A 504 plan lays out accommodations and modifications for a student with a medical condition or physical disability to have the opportunity to perform at the same level as his or her peers. The U.S. Department of Education oversees and enforces 504 plans through its Office for Civil Rights. Examples of accommodations are an extra set of textbooks to keep at home, a tutor, or a tape recorder for taking class notes.

504 plans are similar in all schools although they are not exactly the same for each student. The child’s diagnosis, as submitted by the treating physician, can greatly determine the details of the plan.

A 504 plan is also available for students attending public colleges and universities.

While the 504 plan can provide help to meet physical challenges (documented by medical personnel), preventing a child from falling behind academically, it cannot address gaps in learning caused by the health disorder itself such as slower problem-solving skills or trouble concentrating. Also, because 504-mandated services are not federally funded, the money comes from the school’s budget, and some will have difficulty providing the required services. That’s when the IEP comes into play.

The IEP Explained

The Individualized Education Plan or Program (IEP) is part of the requirements of the Individuals with Disabilities Education Act (IDEA). The Department of Education oversees IEPs through its Office of Special Education and Rehabilitative Services. IEPs are used for students who have mental, emotional, physical or learning disabilities but also for students whose health impairment is compromising their academic achievement. This is what distinguishes the IEP from the 504 plan.
The first step is to determine whether the child needs an IEP. School staff must evaluate the child’s educational disabilities to determine if he or she qualifies for assistance. (If the child is found to be doing fine academically and not falling behind in achievement, then there is no disability for which an IEP is needed.)

If the evaluation indicates that accommodations would be helpful, parents and school personnel (and the child, if appropriate) meet to discuss the child’s needs. Only then can an IEP be written. Although the law does not specify what the IEP should look like, each IEP should be as clear and useful as possible. It must be reviewed at least once a year.

The IEP should identify:
1) The academic problem
2) The service or intervention to meet the academic problem,
3) Measurable goals that the interventions or services are meant to reach; for example, a child with lupus experiencing cognitive dysfunction might need extra time for taking tests.

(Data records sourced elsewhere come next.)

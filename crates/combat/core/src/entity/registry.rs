//! Entity registry: identity, attribute bag and team relationships.

use std::collections::{BTreeMap, HashMap};

use glam::Vec3;
use thiserror::Error;
use tracing::debug;

use super::{EntityId, EntityKind, Relationship, TeamId, WorldRef};
use crate::error::{CombatError, ErrorSeverity};
use crate::events::{CombatEvent, EventBus};
use crate::stats::Stat;

/// Errors from registry lookups and writes.
#[derive(Clone, Debug, PartialEq, Eq, Error)]
pub enum RegistryError {
    #[error("entity {0} not found")]
    EntityNotFound(EntityId),

    #[error("entity {entity} has no {stat} attribute")]
    AttributeNotSet { entity: EntityId, stat: Stat },
}

impl CombatError for RegistryError {
    fn severity(&self) -> ErrorSeverity {
        ErrorSeverity::Validation
    }

    fn error_code(&self) -> &'static str {
        match self {
            Self::EntityNotFound(_) => "ENTITY_NOT_FOUND",
            Self::AttributeNotSet { .. } => "ENTITY_ATTRIBUTE_NOT_SET",
        }
    }
}

/// A registered combat participant.
#[derive(Clone, Debug, PartialEq)]
pub struct Entity {
    pub id: EntityId,
    pub kind: EntityKind,
    pub world: WorldRef,
    attributes: BTreeMap<Stat, f64>,
}

impl Entity {
    pub fn attribute(&self, stat: Stat) -> Option<f64> {
        self.attributes.get(&stat).copied()
    }

    pub fn attributes(&self) -> impl Iterator<Item = (Stat, f64)> + '_ {
        self.attributes.iter().map(|(s, v)| (*s, *v))
    }

    /// Present in the world and, if health is tracked, above zero.
    pub fn is_alive(&self) -> bool {
        self.world.present && self.attribute(Stat::Health).is_none_or(|hp| hp > 0.0)
    }
}

/// Owns every entity record.
///
/// Attribute writes publish [`CombatEvent::AttributeChanged`]; health
/// dropping from above zero to zero or below also publishes
/// [`CombatEvent::EntityDied`].
#[derive(Debug)]
pub struct EntityRegistry {
    entities: BTreeMap<EntityId, Entity>,
    next_id: u32,
    relations: HashMap<(TeamId, TeamId), Relationship>,
    bus: EventBus,
}

impl EntityRegistry {
    pub fn new(bus: EventBus) -> Self {
        Self {
            entities: BTreeMap::new(),
            next_id: 0,
            relations: HashMap::new(),
            bus,
        }
    }

    // ========================================================================
    // Lifecycle
    // ========================================================================

    /// Registers a world actor and returns its new id.
    pub fn register(&mut self, kind: EntityKind, world: WorldRef) -> EntityId {
        self.next_id += 1;
        let id = EntityId(self.next_id);
        self.entities.insert(
            id,
            Entity {
                id,
                kind,
                world,
                attributes: BTreeMap::new(),
            },
        );
        debug!(target: "combat::entities", entity = %id, ?kind, "registered");
        self.bus.publish(CombatEvent::EntityRegistered { entity: id, kind });
        id
    }

    /// Removes an entity. Its id is never handed out again.
    pub fn unregister(&mut self, id: EntityId) -> Result<Entity, RegistryError> {
        let entity = self
            .entities
            .remove(&id)
            .ok_or(RegistryError::EntityNotFound(id))?;
        debug!(target: "combat::entities", entity = %id, "unregistered");
        self.bus.publish(CombatEvent::EntityUnregistered { entity: id });
        Ok(entity)
    }

    pub fn contains(&self, id: EntityId) -> bool {
        self.entities.contains_key(&id)
    }

    pub fn get(&self, id: EntityId) -> Option<&Entity> {
        self.entities.get(&id)
    }

    /// Snapshot of registered ids in ascending order.
    pub fn ids(&self) -> Vec<EntityId> {
        self.entities.keys().copied().collect()
    }

    pub fn iter(&self) -> impl Iterator<Item = &Entity> {
        self.entities.values()
    }

    pub fn len(&self) -> usize {
        self.entities.len()
    }

    pub fn is_empty(&self) -> bool {
        self.entities.is_empty()
    }

    // ========================================================================
    // Attributes
    // ========================================================================

    /// Reads an attribute. Unknown ids and unset attributes are errors,
    /// never a default value.
    pub fn get_attribute(&self, id: EntityId, stat: Stat) -> Result<f64, RegistryError> {
        let entity = self.get(id).ok_or(RegistryError::EntityNotFound(id))?;
        entity
            .attribute(stat)
            .ok_or(RegistryError::AttributeNotSet { entity: id, stat })
    }

    /// Writes an attribute and returns the previous value.
    ///
    /// Writing to an unregistered id changes nothing and fails.
    pub fn set_attribute(
        &mut self,
        id: EntityId,
        stat: Stat,
        value: f64,
    ) -> Result<Option<f64>, RegistryError> {
        let entity = self
            .entities
            .get_mut(&id)
            .ok_or(RegistryError::EntityNotFound(id))?;
        let old = entity.attributes.insert(stat, value);

        if old == Some(value) {
            return Ok(old);
        }

        self.bus.publish(CombatEvent::AttributeChanged {
            entity: id,
            stat,
            old,
            new: value,
        });

        if stat == Stat::Health && old.is_some_and(|hp| hp > 0.0) && value <= 0.0 {
            debug!(target: "combat::entities", entity = %id, "died");
            self.bus.publish(CombatEvent::EntityDied { entity: id });
        }

        Ok(old)
    }

    pub fn is_alive(&self, id: EntityId) -> bool {
        self.get(id).is_some_and(Entity::is_alive)
    }

    /// Level attribute, defaulting to 1 when unset or unknown.
    pub fn level(&self, id: EntityId) -> f64 {
        self.get(id)
            .and_then(|e| e.attribute(Stat::Level))
            .unwrap_or(1.0)
            .max(1.0)
    }

    // ========================================================================
    // World sync
    // ========================================================================

    fn world_mut(&mut self, id: EntityId) -> Result<&mut WorldRef, RegistryError> {
        self.entities
            .get_mut(&id)
            .map(|e| &mut e.world)
            .ok_or(RegistryError::EntityNotFound(id))
    }

    pub fn set_position(&mut self, id: EntityId, position: Vec3) -> Result<(), RegistryError> {
        self.world_mut(id)?.position = position;
        Ok(())
    }

    pub fn set_facing(&mut self, id: EntityId, facing: Vec3) -> Result<(), RegistryError> {
        self.world_mut(id)?.facing = facing;
        Ok(())
    }

    pub fn set_team(&mut self, id: EntityId, team: TeamId) -> Result<(), RegistryError> {
        self.world_mut(id)?.team = team;
        Ok(())
    }

    /// Marks the world actor as present or gone without unregistering it.
    pub fn set_present(&mut self, id: EntityId, present: bool) -> Result<(), RegistryError> {
        self.world_mut(id)?.present = present;
        Ok(())
    }

    // ========================================================================
    // Relationships
    // ========================================================================

    /// Overrides how two teams regard each other (symmetric).
    pub fn set_team_relation(&mut self, a: TeamId, b: TeamId, relationship: Relationship) {
        self.relations.insert((a, b), relationship);
        self.relations.insert((b, a), relationship);
    }

    /// Relationship of `b` as seen from `a`.
    ///
    /// Same entity or same team is friendly; explicit team overrides come
    /// next; the neutral team is neutral to everyone else; any other pair is
    /// hostile. Unknown ids are neutral.
    pub fn relationship(&self, a: EntityId, b: EntityId) -> Relationship {
        if a == b {
            return Relationship::Friendly;
        }
        let (Some(ea), Some(eb)) = (self.get(a), self.get(b)) else {
            return Relationship::Neutral;
        };
        let (ta, tb) = (ea.world.team, eb.world.team);
        if ta == tb {
            return Relationship::Friendly;
        }
        if let Some(rel) = self.relations.get(&(ta, tb)) {
            return *rel;
        }
        if ta.is_neutral() || tb.is_neutral() {
            return Relationship::Neutral;
        }
        Relationship::Hostile
    }
}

In addition to parents, teachers, school administrators, related services personnel, and the child (when appropriate), the IEP team may include a psychologist, a physical therapist, and others, depending on the child’s specific needs. The IEP is intended to be a collaborative document, and everyone at the meeting contributes to its creation. The school staff can reject what parents want in the document, but parents, as well as their own advocates for the child, can dispute aspects of the IEP if they feel it should have goals or interventions included or omitted.